22 de março de 2014

“Bal-Kan: Miel et Sang – Les Cycles de la Vie” (Alia Vox, 2013)



M. Azizoglu, G. Csík, I. Derebei, G. Dinçer, B. Dugic, L. Elmaleh, M. Figueras, H. Güngör, T. Limberger, M. Mauillon, A. Medunjanin, N. Nedyalkov, S. Outchikova, D. Psonis, Z. Spyridakis, A. Szalóki, Y. Tokcan, Hespèrion XXI, Jordi Savall (d)

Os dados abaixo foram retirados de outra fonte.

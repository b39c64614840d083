//! Telemetry and tracing setup

mod subscriber;

pub use subscriber::{try_init_tracing, try_init_tracing_with_config, TracingConfig, TracingError};
//! Application error types
//!
//! Failures raised outside the service layer: identity verification and
//! process startup.

/// Application-wide error type
#[derive(Debug, thiserror::Error)]
pub enum AppError {
    // Authentication errors
    #[error("Invalid token")]
    InvalidToken,

    #[error("Token expired")]
    TokenExpired,

    // Database errors
    #[error("Database error: {0}")]
    Database(String),

    // Internal errors
    #[error("Internal server error")]
    Internal(#[source] anyhow::Error),

    // Configuration errors
    #[error("Configuration error: {0}")]
    Config(String),
}

impl AppError {
    /// Get HTTP status code for this error
    #[must_use]
    pub fn status_code(&self) -> u16 {
        match self {
            // 401 Unauthorized
            Self::InvalidToken | Self::TokenExpired => 401,

            // 500 Internal Server Error
            Self::Database(_) | Self::Internal(_) | Self::Config(_) => 500,
        }
    }

    /// Get error code for API responses
    #[must_use]
    pub fn error_code(&self) -> &'static str {
        match self {
            Self::InvalidToken => "INVALID_TOKEN",
            Self::TokenExpired => "TOKEN_EXPIRED",
            Self::Database(_) => "DATABASE_ERROR",
            Self::Internal(_) => "INTERNAL_ERROR",
            Self::Config(_) => "CONFIG_ERROR",
        }
    }
}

Há cerca de 300 anos, Andrew Fletcher, arauto do nacionalismo escocês – assunto uma vez mais na ordem do dia –, mencionou qualquer coisa do género: “O homem a que fosse permitido compor todas as baladas de uma nação não haveria de se importar com quem lhe redigisse as leis”, porventura sob o pressuposto de que mais facilmente flui da pena de um poeta do que da de um legislador o efetivo retrato do comportamento e aspirações de todos quanto vivem em sociedade. Semelhante conjetura não deverá parecer estranha a Jordi Savall, que na apresentação desta imponente edição que expande o anteriormente postulado por “Esprit des Balkans” (trata-se, agora, de quase quatro horas em CD, e ensaios, material gráfico, textos cronológico e lírico, em 12 línguas, derramados pelas 600 páginas de um livro) escreve: “A música é a mais espiritual de todas as artes; e é, por excelência, a arte da memória: existe apenas quando um cantor ou um instrumentista a faz viver, e é então – com a beleza de uma voz ou a vitalidade de uma dança embriagando-nos os sentidos – que se consubstancia no nosso pensamento.” A consequência de tal consolidação é um pouco mais matizada do que o que este originário da Catalunha – essoutro terreno fértil para o separatismo –, com bonomia, sugere (“intensos mas fugidios instantes que trazem paz e alegria ou ternura e nostalgia aos nossos corações”), mas convirá não ignorar que Savall reflete acerca de uma região em que, de acordo com a formulação de Predrag Matvejevic, “o passado submerge a História”, isto é, em que, ao olhar-se para trás, se observa mais o mito do que a realidade.

Savall deduz outro tanto, mas não assume que tão especulativo tratamento dos factos dificilmente se compatibiliza com a abordagem historicista que aparenta patrocinar. Mas basta atentar à decomposição etimológica deste título – bal e kan são as palavras turcas para mel e sangue – para se verificar que não menospreza em absoluto a ambiguidade naquilo que propõe. E ainda que uma outra frase sua dê mostras de dever à fantasia (“Na península dos Balcãs, as tradições do mundo eslavo viviam em perfeita harmonia com tradições mais recentes, como o islão, trazido pelos turcos, ou o judaísmo, trazido pelos ladinos.”), serve de cartão-de-visita para o que conduz o ouvinte até ao século IV, e ao Império Bizantino, comportando pelo caminho expressões tradicionais, folclóricas e populares búlgaras, sérvias, macedónias, turcas, cipriotas, húngaras, albanesas, romenas, bósnias, gregas, sefarditas e ciganas veiculadas por quatro dezenas de intérpretes, e que constrói um mosaico subordinado a um ciclo idealizado por Montserrat Figueras antes de falecer: “Criação: Universo, Encontros & Desejos”, “Primavera: Nascimento, Sonhos & Celebrações”, “Verão: Encontros, Amor & Casamento”, “Outono: Memória, Maturidade & Viagem”, “Inverno: Espiritualidade, Sacrifício, Exílio & Morte” e “(Re)conciliação”. É óbvio que quanto ao certo se vai achar tudo isto interessante depende de quanto se aprecia a figura de Savall. O que não chega a impedir que se sinta empatia por toda esta música – por vezes mais comovente que convincente – que tem precisamente como mais-valia em tempo algum se ter visto, assim, conciliada com a esperança. Ouvi-la é passear alternadamente por um cemitério, por um campo de batalha, por uma biblioteca arruinada, e é, simultaneamente, tão natural quanto respirar. É sobreviver.